▸ **EXERCISE AIM**:
The string "TypeId" appears in some lines of the data. Report how many, with no other words.

▸ **MATERIALS PROVIDED**:
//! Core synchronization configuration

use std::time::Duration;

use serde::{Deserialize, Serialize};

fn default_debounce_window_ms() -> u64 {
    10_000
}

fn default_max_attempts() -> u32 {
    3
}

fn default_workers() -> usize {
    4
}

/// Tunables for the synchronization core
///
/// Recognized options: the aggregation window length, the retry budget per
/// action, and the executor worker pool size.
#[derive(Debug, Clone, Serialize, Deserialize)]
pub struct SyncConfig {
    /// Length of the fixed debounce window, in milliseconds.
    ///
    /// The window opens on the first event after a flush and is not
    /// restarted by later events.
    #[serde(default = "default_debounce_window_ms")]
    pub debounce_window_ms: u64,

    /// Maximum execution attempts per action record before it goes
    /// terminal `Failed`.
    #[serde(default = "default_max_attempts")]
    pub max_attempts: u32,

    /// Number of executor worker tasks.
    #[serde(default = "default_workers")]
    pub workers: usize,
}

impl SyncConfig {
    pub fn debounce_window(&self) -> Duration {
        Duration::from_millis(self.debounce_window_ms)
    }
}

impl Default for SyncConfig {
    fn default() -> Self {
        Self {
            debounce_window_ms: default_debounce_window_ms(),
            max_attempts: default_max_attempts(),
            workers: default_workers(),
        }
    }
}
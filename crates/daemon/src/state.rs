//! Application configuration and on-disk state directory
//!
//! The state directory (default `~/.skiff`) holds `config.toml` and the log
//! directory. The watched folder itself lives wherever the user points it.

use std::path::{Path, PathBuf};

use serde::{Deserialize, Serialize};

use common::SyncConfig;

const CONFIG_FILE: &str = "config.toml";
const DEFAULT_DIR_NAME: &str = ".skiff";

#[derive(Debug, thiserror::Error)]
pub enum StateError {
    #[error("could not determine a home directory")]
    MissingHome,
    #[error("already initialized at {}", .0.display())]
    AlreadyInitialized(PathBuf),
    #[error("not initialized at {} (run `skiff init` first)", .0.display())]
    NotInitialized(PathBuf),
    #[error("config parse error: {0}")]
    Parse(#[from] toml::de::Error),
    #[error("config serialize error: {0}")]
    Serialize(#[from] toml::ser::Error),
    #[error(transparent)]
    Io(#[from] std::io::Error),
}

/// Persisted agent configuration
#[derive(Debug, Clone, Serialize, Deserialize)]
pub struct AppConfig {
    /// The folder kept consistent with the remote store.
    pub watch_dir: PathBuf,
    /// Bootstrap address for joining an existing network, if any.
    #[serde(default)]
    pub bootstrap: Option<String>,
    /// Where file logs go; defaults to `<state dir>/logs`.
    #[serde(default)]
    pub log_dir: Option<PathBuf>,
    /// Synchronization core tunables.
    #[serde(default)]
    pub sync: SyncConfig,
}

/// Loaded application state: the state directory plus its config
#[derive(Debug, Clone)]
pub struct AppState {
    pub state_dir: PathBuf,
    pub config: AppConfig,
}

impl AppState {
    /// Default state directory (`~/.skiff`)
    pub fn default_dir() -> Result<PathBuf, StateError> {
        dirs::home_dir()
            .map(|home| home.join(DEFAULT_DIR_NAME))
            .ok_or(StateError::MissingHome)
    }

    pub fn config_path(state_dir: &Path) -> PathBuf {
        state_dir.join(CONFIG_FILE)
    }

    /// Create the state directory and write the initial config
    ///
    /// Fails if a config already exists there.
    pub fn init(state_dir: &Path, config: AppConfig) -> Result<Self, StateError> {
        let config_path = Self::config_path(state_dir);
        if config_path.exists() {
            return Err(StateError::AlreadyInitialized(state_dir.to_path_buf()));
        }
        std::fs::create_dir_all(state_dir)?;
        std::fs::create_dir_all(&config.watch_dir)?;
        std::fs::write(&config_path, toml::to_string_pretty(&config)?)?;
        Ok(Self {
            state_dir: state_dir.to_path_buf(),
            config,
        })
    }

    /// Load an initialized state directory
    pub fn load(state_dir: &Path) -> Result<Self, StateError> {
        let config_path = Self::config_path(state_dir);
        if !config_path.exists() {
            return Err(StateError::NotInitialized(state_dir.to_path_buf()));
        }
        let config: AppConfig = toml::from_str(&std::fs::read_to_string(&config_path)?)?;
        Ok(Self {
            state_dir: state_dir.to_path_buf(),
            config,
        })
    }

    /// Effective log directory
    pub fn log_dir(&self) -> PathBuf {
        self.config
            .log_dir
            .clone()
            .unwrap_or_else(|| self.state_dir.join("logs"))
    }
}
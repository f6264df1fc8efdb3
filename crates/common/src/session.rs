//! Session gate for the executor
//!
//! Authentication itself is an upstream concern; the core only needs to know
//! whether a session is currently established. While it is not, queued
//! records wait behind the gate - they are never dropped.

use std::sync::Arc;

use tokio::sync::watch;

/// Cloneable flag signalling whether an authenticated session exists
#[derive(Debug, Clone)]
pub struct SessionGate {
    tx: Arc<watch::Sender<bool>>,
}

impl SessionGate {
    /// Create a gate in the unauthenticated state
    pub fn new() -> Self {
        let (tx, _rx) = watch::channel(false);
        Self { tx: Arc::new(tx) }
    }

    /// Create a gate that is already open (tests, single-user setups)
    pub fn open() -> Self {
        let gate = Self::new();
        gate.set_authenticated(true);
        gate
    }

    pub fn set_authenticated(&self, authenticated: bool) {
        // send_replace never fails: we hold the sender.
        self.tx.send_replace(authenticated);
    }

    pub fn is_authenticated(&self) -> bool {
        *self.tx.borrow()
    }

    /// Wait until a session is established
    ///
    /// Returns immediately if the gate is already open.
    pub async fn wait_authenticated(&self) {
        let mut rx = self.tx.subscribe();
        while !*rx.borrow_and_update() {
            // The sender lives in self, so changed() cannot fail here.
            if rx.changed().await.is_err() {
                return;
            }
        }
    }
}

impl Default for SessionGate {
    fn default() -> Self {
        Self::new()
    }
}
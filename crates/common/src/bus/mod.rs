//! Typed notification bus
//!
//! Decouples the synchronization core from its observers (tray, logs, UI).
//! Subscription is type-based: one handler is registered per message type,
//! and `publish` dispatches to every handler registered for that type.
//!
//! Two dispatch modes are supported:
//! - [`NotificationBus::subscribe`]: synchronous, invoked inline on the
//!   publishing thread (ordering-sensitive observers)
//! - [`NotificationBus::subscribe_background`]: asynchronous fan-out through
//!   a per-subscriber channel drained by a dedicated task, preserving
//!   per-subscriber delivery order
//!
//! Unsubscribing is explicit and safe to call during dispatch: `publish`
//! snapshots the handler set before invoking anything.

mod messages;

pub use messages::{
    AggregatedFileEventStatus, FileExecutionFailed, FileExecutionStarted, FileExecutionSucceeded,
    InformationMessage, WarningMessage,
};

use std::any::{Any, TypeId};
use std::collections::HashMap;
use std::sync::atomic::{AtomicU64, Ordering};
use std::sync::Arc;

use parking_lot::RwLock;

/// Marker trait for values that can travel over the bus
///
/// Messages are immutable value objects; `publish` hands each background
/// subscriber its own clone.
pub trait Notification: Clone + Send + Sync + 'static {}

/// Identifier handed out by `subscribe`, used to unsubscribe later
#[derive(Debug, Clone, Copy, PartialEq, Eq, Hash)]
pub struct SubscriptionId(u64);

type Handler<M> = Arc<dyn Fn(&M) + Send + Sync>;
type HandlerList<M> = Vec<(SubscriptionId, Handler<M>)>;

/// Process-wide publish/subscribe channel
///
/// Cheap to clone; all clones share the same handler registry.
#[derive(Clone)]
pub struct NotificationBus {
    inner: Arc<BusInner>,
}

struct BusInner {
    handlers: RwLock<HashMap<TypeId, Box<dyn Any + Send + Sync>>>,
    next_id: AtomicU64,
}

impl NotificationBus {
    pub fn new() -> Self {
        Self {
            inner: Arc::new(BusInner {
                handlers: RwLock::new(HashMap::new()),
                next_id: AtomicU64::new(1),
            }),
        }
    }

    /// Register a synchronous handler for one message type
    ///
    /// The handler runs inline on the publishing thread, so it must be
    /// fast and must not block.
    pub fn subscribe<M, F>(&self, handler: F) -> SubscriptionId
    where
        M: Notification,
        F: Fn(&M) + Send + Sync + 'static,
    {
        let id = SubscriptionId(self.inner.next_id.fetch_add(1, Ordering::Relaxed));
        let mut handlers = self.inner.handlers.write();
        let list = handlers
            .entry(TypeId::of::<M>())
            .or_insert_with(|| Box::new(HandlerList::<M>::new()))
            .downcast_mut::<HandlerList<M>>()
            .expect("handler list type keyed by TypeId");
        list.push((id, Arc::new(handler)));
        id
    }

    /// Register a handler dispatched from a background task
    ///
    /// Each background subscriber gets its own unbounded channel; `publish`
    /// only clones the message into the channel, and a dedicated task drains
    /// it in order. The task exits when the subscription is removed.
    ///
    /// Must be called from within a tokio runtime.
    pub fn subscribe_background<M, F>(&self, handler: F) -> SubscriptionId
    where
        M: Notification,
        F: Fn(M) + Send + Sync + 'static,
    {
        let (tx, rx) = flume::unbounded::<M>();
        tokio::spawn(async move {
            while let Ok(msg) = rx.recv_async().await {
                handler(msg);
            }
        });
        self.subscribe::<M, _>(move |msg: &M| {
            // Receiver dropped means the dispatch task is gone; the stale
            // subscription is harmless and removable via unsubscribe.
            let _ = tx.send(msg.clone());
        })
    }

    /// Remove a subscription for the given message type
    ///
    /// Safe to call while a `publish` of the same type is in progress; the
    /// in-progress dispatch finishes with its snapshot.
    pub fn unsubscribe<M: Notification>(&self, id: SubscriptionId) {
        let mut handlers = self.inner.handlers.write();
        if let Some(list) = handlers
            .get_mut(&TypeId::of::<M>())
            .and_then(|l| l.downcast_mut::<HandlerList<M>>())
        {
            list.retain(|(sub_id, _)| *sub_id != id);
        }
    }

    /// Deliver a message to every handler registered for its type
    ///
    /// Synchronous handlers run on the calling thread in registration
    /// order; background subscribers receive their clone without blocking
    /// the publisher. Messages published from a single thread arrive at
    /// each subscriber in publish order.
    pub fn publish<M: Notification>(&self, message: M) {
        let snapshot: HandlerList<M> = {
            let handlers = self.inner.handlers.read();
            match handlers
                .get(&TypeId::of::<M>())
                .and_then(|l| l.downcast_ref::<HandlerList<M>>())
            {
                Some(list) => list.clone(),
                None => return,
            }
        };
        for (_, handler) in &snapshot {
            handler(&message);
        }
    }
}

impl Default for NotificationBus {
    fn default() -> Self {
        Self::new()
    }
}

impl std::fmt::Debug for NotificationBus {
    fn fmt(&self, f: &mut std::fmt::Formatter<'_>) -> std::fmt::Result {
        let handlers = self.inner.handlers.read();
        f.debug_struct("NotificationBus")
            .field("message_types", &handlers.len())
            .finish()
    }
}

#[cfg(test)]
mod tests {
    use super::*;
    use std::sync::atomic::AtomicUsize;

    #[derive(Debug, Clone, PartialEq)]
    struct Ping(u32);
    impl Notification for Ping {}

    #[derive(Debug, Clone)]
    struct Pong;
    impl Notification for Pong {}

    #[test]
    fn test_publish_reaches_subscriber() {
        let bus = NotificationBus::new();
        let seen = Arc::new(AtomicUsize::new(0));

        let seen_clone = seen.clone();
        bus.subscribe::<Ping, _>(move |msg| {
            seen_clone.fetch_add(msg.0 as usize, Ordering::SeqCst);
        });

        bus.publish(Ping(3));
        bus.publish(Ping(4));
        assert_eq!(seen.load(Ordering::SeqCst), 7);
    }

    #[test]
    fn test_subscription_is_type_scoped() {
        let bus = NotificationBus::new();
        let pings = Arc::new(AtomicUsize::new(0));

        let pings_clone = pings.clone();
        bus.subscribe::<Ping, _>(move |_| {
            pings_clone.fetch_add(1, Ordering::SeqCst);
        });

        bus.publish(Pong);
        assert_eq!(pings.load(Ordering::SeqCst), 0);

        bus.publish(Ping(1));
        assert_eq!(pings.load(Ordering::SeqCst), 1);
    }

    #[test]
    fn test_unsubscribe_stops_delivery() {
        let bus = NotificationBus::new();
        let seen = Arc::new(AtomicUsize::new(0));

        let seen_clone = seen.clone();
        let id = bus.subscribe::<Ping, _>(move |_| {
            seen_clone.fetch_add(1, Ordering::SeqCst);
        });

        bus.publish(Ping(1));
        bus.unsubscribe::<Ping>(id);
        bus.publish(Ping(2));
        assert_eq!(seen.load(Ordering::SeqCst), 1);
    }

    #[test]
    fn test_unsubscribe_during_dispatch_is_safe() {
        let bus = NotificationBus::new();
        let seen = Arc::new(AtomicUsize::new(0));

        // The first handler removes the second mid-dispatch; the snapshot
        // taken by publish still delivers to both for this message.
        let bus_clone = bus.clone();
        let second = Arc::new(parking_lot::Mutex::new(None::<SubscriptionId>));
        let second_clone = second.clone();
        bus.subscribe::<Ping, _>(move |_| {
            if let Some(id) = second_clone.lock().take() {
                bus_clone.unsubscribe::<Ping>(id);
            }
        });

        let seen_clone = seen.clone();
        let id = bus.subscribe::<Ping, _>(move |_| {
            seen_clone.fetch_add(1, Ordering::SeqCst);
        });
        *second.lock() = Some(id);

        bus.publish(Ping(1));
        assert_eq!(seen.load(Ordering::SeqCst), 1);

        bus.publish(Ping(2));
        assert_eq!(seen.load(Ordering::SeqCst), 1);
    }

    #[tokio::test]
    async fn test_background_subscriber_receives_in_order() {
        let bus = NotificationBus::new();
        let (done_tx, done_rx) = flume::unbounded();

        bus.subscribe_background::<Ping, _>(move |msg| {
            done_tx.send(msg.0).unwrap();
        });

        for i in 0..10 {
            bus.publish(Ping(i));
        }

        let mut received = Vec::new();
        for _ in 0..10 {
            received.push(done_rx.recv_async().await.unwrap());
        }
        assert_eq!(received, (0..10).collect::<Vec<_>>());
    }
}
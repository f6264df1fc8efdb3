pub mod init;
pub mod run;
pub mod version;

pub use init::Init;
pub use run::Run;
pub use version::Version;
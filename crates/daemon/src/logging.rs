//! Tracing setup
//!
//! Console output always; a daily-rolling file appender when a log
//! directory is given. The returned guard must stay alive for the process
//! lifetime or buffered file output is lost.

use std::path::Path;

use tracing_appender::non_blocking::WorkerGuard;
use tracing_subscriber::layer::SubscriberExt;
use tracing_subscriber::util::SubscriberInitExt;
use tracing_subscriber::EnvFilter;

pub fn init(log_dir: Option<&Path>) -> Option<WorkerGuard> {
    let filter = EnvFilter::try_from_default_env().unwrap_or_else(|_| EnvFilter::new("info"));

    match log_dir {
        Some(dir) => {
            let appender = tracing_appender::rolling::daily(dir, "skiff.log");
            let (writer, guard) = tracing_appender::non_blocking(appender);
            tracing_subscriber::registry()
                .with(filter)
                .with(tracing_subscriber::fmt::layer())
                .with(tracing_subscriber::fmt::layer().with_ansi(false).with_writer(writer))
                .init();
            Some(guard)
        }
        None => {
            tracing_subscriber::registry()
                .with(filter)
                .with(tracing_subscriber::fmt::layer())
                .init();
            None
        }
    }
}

▸ **ANSWER FOR THE TASK**:
6